Dorigo c.s. voeren ter onderbouwing van de primaire vordering aan dat [gedaagde sub 3] als bestuurder van [gedaagde] en HVB in privé aansprakelijk is jegens Dorigo c.s. uit hoofde van onrechtmatige daad, op grond waarvan zij de door Dorigo c.s. geleden schade moet vergoeden. Zij heeft namelijk in 2008 met de door Dorigo Holding ter beschikking gestelde gelden, die door [gedaagde] waren doorgeleend aan HVB, de rekening-courantschuld van HVB aan haarzelf in privé afgelost voor een bedrag van € 145.640,-. Daarmee is het door Dorigo Holding aan [gedaagde] geleende bedrag niet, zoals afgesproken, gebruikt ter financiering van het groeiscenario van HVB, maar in het voordeel van [gedaagde sub 3]. Hierdoor bleven voor [handelsnaam] onvoldoende gelden over om de geprognotiseerde groei te realiseren en heeft de belastingadviseur van[gedaagden] in 2009 geadviseerd [handelsnaam] te liquideren.

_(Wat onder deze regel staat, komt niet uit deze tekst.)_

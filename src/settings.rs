//! Workbench settings.
//!
//! Limits and names shared by the codec, the store and the share link.
//! Settings can be read from a JSON file so deployments can point the
//! remote producer files somewhere else without a rebuild.

use serde::{Deserialize, Serialize};
use std::path::Path;
use web_time::Duration;

/// Tunable settings for a workbench session.
#[derive(Debug, Clone, PartialEq, Serialize, Deserialize)]
#[serde(default)]
pub struct WorkbenchSettings {
    /// Query parameter carrying the share token.
    pub share_param: String,
    /// Query parameter carrying the producer id.
    pub producer_param: String,
    /// Producer id used when the URL has none.
    pub default_producer: String,
    /// Prefix of the local storage key, followed by the producer id.
    pub storage_key_prefix: String,
    /// Largest serialized JSON payload accepted for sharing, in characters.
    pub max_payload_chars: usize,
    /// Largest share URL produced, in characters.
    pub max_url_chars: usize,
    /// Largest byte run fed to the base64 encoder at once.
    pub base64_chunk_bytes: usize,
    /// Seconds between background saves.
    pub autosave_secs: u64,
    /// File name offered for JSON exports.
    pub export_file_name: String,
    /// Location of a producer's perimeter file; `{producer}` is substituted.
    pub remote_template: String,
}

impl Default for WorkbenchSettings {
    fn default() -> Self {
        Self {
            share_param: "data".to_string(),
            producer_param: "produtor".to_string(),
            default_producer: "default".to_string(),
            storage_key_prefix: "propriedades_".to_string(),
            max_payload_chars: 50_000,
            max_url_chars: 2_000,
            base64_chunk_bytes: 32_767,
            autosave_secs: 30,
            export_file_name: "propriedades_exportadas.json".to_string(),
            remote_template: "perimetros/{producer}.kml".to_string(),
        }
    }
}

impl WorkbenchSettings {
    /// Creates settings with default values.
    pub fn new() -> Self {
        Self::default()
    }

    /// Reads settings from a JSON file. Missing fields keep their defaults.
    pub fn from_file(path: &Path) -> Result<Self, SettingsError> {
        let text = std::fs::read_to_string(path).map_err(|source| SettingsError::Read {
            path: path.display().to_string(),
            source,
        })?;
        let settings: Self = serde_json::from_str(&text)?;
        log::info!("Loaded workbench settings from {}", path.display());
        Ok(settings)
    }

    /// Storage key for a producer's collection.
    pub fn storage_key(&self, producer: &str) -> String {
        format!("{}{}", self.storage_key_prefix, producer)
    }

    /// Remote perimeter file location for a producer.
    ///
    /// `None` when the producer id could step outside the remote directory.
    pub fn remote_location(&self, producer: &str) -> Option<String> {
        let unsafe_id = producer.is_empty()
            || producer.contains(['/', '\\'])
            || producer.contains("..");
        if unsafe_id {
            log::warn!("Producer id {:?} is not usable in a file name", producer);
            return None;
        }
        Some(self.remote_template.replace("{producer}", producer))
    }

    pub fn autosave_interval(&self) -> Duration {
        Duration::from_secs(self.autosave_secs)
    }
}

/// Errors raised while reading a settings file.
#[derive(Debug, thiserror::Error)]
pub enum SettingsError {
    #[error("could not read settings file {path}: {source}")]
    Read {
        path: String,
        source: std::io::Error,
    },
    #[error("settings file is not valid JSON: {0}")]
    Parse(#[from] serde_json::Error),
}

#[cfg(test)]
mod tests {
    use super::*;

    #[test]
    fn test_storage_key_is_scoped_by_producer() {
        let settings = WorkbenchSettings::default();
        assert_eq!(settings.storage_key("default"), "propriedades_default");
        assert_eq!(settings.storage_key("42"), "propriedades_42");
    }

    #[test]
    fn test_remote_location_substitutes_producer() {
        let settings = WorkbenchSettings::default();
        assert_eq!(settings.remote_location("abc").as_deref(), Some("perimetros/abc.kml"));
        assert_eq!(settings.remote_location("fazenda.2").as_deref(), Some("perimetros/fazenda.2.kml"));
    }

    #[test]
    fn test_remote_location_rejects_path_traversal() {
        let settings = WorkbenchSettings::default();
        assert_eq!(settings.remote_location("../../etc/x"), None);
        assert_eq!(settings.remote_location(".."), None);
        assert_eq!(settings.remote_location("a/b"), None);
        assert_eq!(settings.remote_location("a\\b"), None);
        assert_eq!(settings.remote_location(""), None);
    }

    #[test]
    fn test_partial_json_keeps_defaults() {
        let settings: WorkbenchSettings =
            serde_json::from_str(r#"{"max_url_chars": 8000}"#).unwrap();
        assert_eq!(settings.max_url_chars, 8000);
        assert_eq!(settings.max_payload_chars, 50_000);
        assert_eq!(settings.share_param, "data");
    }
}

[gedaagde sub 3] heeft Dorigo c.s. voor het aangaan van de participatieovereenkomst onjuist en onvolledig voorgelicht. Achteraf bleek Dorigo c.s. dat het geprognotiseerde groeiscenario van HVB niet was gebaseerd op de werkelijke waarde en financiële positie van HVB.
[gedaagde sub 3] moet dit geweten hebben. [gedaagde sub 3] wist of had moeten weten dat [gedaagde] en/of HVB de participatieovereenkomst niet zou kunnen nakomen en de door Dorigo c.s. geleende gelden niet zou kunnen terugbetalen, omdat de prognose van de groei van HVB was gebaseerd op cijfers die niet overeenkwamen met de werkelijkheid.

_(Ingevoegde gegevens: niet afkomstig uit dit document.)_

#[cfg(test)]
mod tests {
    use super::*;
    use crate::capabilities::Capabilities;
    use crate::geo::MemoryMap;
    use crate::share::MemoryAddressBar;
    use geojson::{Geometry, Value};
    use serde_json::json;

    fn manager() -> ShareLinkManager {
        let settings = WorkbenchSettings::default();
        ShareLinkManager::new(
            ShareCodec::new(&Capabilities::default(), &settings),
            &settings,
        )
    }

    fn lot(name: &str, offset: f64) -> Property {
        Property::new(
            name,
            PropertyKind::Kml,
            Geometry::new(Value::Polygon(vec![vec![
                vec![-47.0 + offset, -15.0],
                vec![-47.01 + offset, -15.0],
                vec![-47.01 + offset, -15.01],
                vec![-47.0 + offset, -15.0],
            ]])),
        )
    }

    fn token(address: &MemoryAddressBar) -> Option<String> {
        address
            .url()
            .query_pairs()
            .find(|(k, _)| k == "data")
            .map(|(_, v)| v.into_owned())
    }

    #[test]
    fn test_publish_then_consume_restores_collection() {
        let manager = manager();
        let mut map = MemoryMap::new();
        let mut collection = PropertyCollection::new();
        let mut a = lot("A", 0.0);
        a.matricula = "M-1".to_string();
        collection.add_rendered(a, &mut map).unwrap();
        collection.add_rendered(lot("B", 0.5), &mut map).unwrap();
        let mut address = MemoryAddressBar::parse("https://example.org/?produtor=p1").unwrap();

        let report = manager.publish(&collection, &map, &mut address).unwrap();
        assert_eq!(report.shared, 2);
        assert!(report.omitted.is_empty());
        assert_eq!(address.replacements(), 1);
        assert_eq!(
            address.url().query_pairs().next().map(|(k, v)| (k.into_owned(), v.into_owned())),
            Some(("produtor".to_string(), "p1".to_string()))
        );

        let mut restored = PropertyCollection::new();
        let mut other_map = MemoryMap::new();
        let consumed = manager
            .consume(token(&address).as_deref(), &mut restored, &mut other_map)
            .unwrap();
        assert_eq!(consumed.loaded, 2);
        assert_eq!(consumed.skipped, 0);
        assert_eq!(address.replacements(), 1);
        assert!(other_map.viewport().is_some());

        for original in collection.iter() {
            let copy = restored.get(&original.id).unwrap();
            assert_eq!(copy.name, original.name);
            assert_eq!(copy.matricula, original.matricula);
            assert_eq!(copy.area, original.area);
            match (&copy.geometry.value, &original.geometry.value) {
                (Value::Polygon(a), Value::Polygon(b)) => {
                    for (p, q) in a[0].iter().zip(&b[0]) {
                        assert!((p[0] - q[0]).abs() < 1e-6 && (p[1] - q[1]).abs() < 1e-6);
                    }
                }
                other => panic!("unexpected geometries {:?}", other),
            }
        }
    }

    #[test]
    fn test_publish_is_idempotent() {
        let manager = manager();
        let mut map = MemoryMap::new();
        let mut collection = PropertyCollection::new();
        collection.add_rendered(lot("A", 0.0), &mut map).unwrap();
        let mut address = MemoryAddressBar::parse("https://example.org/").unwrap();

        let first = manager.publish(&collection, &map, &mut address).unwrap();
        let second = manager.publish(&collection, &map, &mut address).unwrap();
        assert_eq!(first.url, second.url);
        assert_eq!(address.replacements(), 1);
    }

    #[test]
    fn test_oversized_payload_leaves_url_untouched() {
        let manager = manager();
        let mut map = MemoryMap::new();
        let mut collection = PropertyCollection::new();
        let mut big = lot("A", 0.0);
        big.car = "x".repeat(50_001);
        collection.add_rendered(big, &mut map).unwrap();
        let mut address = MemoryAddressBar::parse("https://example.org/?data=old").unwrap();

        let err = manager.publish(&collection, &map, &mut address).unwrap_err();
        assert!(matches!(
            err,
            ShareError::Codec(CodecError::PayloadTooLarge { limit: 50_000, .. })
        ));
        assert_eq!(address.replacements(), 0);
        assert_eq!(token(&address).as_deref(), Some("old"));
    }

    #[test]
    fn test_long_url_is_refused() {
        let manager = manager();
        let mut map = MemoryMap::new();
        let mut collection = PropertyCollection::new();
        for i in 0..60 {
            let mut property = lot(&format!("Lote {}", i), i as f64 * 0.37);
            property.ccir = uuid::Uuid::new_v4().to_string();
            collection.add_rendered(property, &mut map).unwrap();
        }
        let mut address = MemoryAddressBar::parse("https://example.org/").unwrap();
        let err = manager.publish(&collection, &map, &mut address).unwrap_err();
        assert!(matches!(err, ShareError::UrlTooLong { limit: 2_000, .. }));
        assert_eq!(address.replacements(), 0);
    }

    #[test]
    fn test_empty_collection_removes_token() {
        let manager = manager();
        let map = MemoryMap::new();
        let collection = PropertyCollection::new();
        let mut address =
            MemoryAddressBar::parse("https://example.org/?produtor=p&data=stale").unwrap();
        let report = manager.publish(&collection, &map, &mut address).unwrap();
        assert_eq!(report.shared, 0);
        assert_eq!(report.tier, None);
        assert_eq!(address.url().query(), Some("produtor=p"));
    }

    #[test]
    fn test_unencodable_collection_is_reported() {
        let manager = manager();
        let mut map = MemoryMap::new();
        let mut collection = PropertyCollection::new();
        collection.add_rendered(lot("A", 0.0), &mut map).unwrap();
        let layer = collection.iter().next().unwrap().layer.unwrap();
        map.replace_geometry(layer, json!({"type": "Polygon", "coordinates": []}));
        let mut address = MemoryAddressBar::parse("https://example.org/").unwrap();
        assert_eq!(
            manager.publish(&collection, &map, &mut address),
            Err(ShareError::NothingEncodable { omitted: 1 })
        );
        assert_eq!(address.replacements(), 0);
    }

    #[test]
    fn test_consume_failures_are_distinguished() {
        let manager = manager();
        let mut map = MemoryMap::new();
        let mut collection = PropertyCollection::new();

        assert_eq!(
            manager.consume(None, &mut collection, &mut map),
            Err(ConsumeError::NoData)
        );
        assert_eq!(
            manager.consume(Some("%%garbage"), &mut collection, &mut map),
            Err(ConsumeError::Undecodable(CodecError::Undecodable))
        );
        let no_geometry = urlencoding::encode(r#"[{"id":"a"},{"id":"b","geometria":null}]"#).into_owned();
        assert_eq!(
            manager.consume(Some(&no_geometry), &mut collection, &mut map),
            Err(ConsumeError::NoValidRecords { skipped: 2 })
        );
    }

    #[test]
    fn test_single_object_and_missing_fields() {
        let manager = manager();
        let token = urlencoding::encode(
            &json!({
                "geometria": {"type": "Polygon", "coordinates": [[[0, 0], [0.01, 0], [0.01, 0.01], [0, 0]]]}
            })
            .to_string(),
        )
        .into_owned();
        let batch = manager.decode_token(Some(&token)).unwrap();
        assert_eq!(batch.properties.len(), 1);
        assert_eq!(batch.tier, Tier::Plain);
        let property = &batch.properties[0];
        assert_eq!(property.id.as_str(), "prop-0");
        assert_eq!(property.name, crate::model::UNNAMED_PROPERTY);
        assert_eq!(property.kind, PropertyKind::Shared);
    }

    #[test]
    fn test_repeated_ids_are_skipped() {
        let manager = manager();
        let geometry = json!({"type": "Polygon", "coordinates": [[[0, 0], [1, 0], [1, 1], [0, 0]]]});
        let token = urlencoding::encode(
            &json!([
                {"id": "x", "geometria": geometry},
                {"id": "x", "geometria": geometry}
            ])
            .to_string(),
        )
        .into_owned();
        let batch = manager.decode_token(Some(&token)).unwrap();
        assert_eq!(batch.properties.len(), 1);
        assert_eq!(batch.skipped, 1);
    }

    #[test]
    fn test_share_links_embed_encoded_url() {
        let url = Url::parse("https://example.org/?data=a%252B").unwrap();
        let whatsapp = whatsapp_link(&url);
        assert!(whatsapp.starts_with("https://api.whatsapp.com/send?text=Confira%20este"));
        assert!(whatsapp.ends_with("https%3A%2F%2Fexample.org%2F%3Fdata%3Da%25252B"));
        assert!(email_link(&url).starts_with("mailto:?subject=Mapa%20de%20Propriedades&body="));
    }
}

Subsidiair voeren Dorigo c.s. aan dat sprake is van bedrog, meer subsidiair dwaling en nog meer subsidiair beogen Dorigo c.s. ontbinding van de Participatieovereenkomst wegens niet nakoming van die overeenkomst, dan wel hebben zij de overeenkomst bij brief van 1 december 2011 rechtsgeldig opgezegd en hebben zij uit dien hoofde recht op terugbetaling van de uitgeleende gelden.

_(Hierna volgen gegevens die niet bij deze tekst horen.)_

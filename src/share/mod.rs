//! Share links: the property collection carried in the page URL.

mod manager;
pub mod url_state;

pub use manager::{
    email_link, whatsapp_link, ConsumeError, ConsumeReport, DecodedBatch, PublishReport,
    ShareError, ShareLinkManager,
};
#[cfg(target_arch = "wasm32")]
pub use url_state::BrowserAddressBar;
pub use url_state::{AddressBar, AddressBarError, MemoryAddressBar, UrlParams};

Dorigo c.s. voeren daartoe gelijkluidende feitelijke grondslagen aan, te weten dat zij door [gedaagden] bewust onjuist en onvolledig zijn voorgelicht over de werkelijke waarde van de onderneming [handelsnaam] en de groeipotenties. De waardering van de goodwill van HVB van € 475.000,- is gebaseerd op het door [gedaagden] ingeschakelde kantoor Hutchison & Partners, welke waardering is geschied in overleg met de belastingadviseur van [gedaagden] In de jaarrekening van 2007, die Dorigo pas in 2009 onder ogen kreeg, is echter geen waarde toegekend aan de deelneming in HVB. De waarde van de aandelen van [gedaagde] in HVB blijkt zelfs negatief te zijn, waardoor na de inbreng van HVB een vordering van HVB op [gedaagde] is ontstaan die eind 2007 € 120.319,- bedroeg. Hieruit blijkt dat HVB helemaal geen goodwill had, althans was de waarde van HVB lager dan Dorigo c.s. op grond van de verstrekte informatie bij het aangaan van de overeenkomst mochten verwachten.
Daarmee is volgens Dorigo c.s. de grond gegeven voor vernietiging van de overeenkomst op grond van bedrog of dwaling, dan wel ontbinding van de overeenkomst wegens niet nakoming.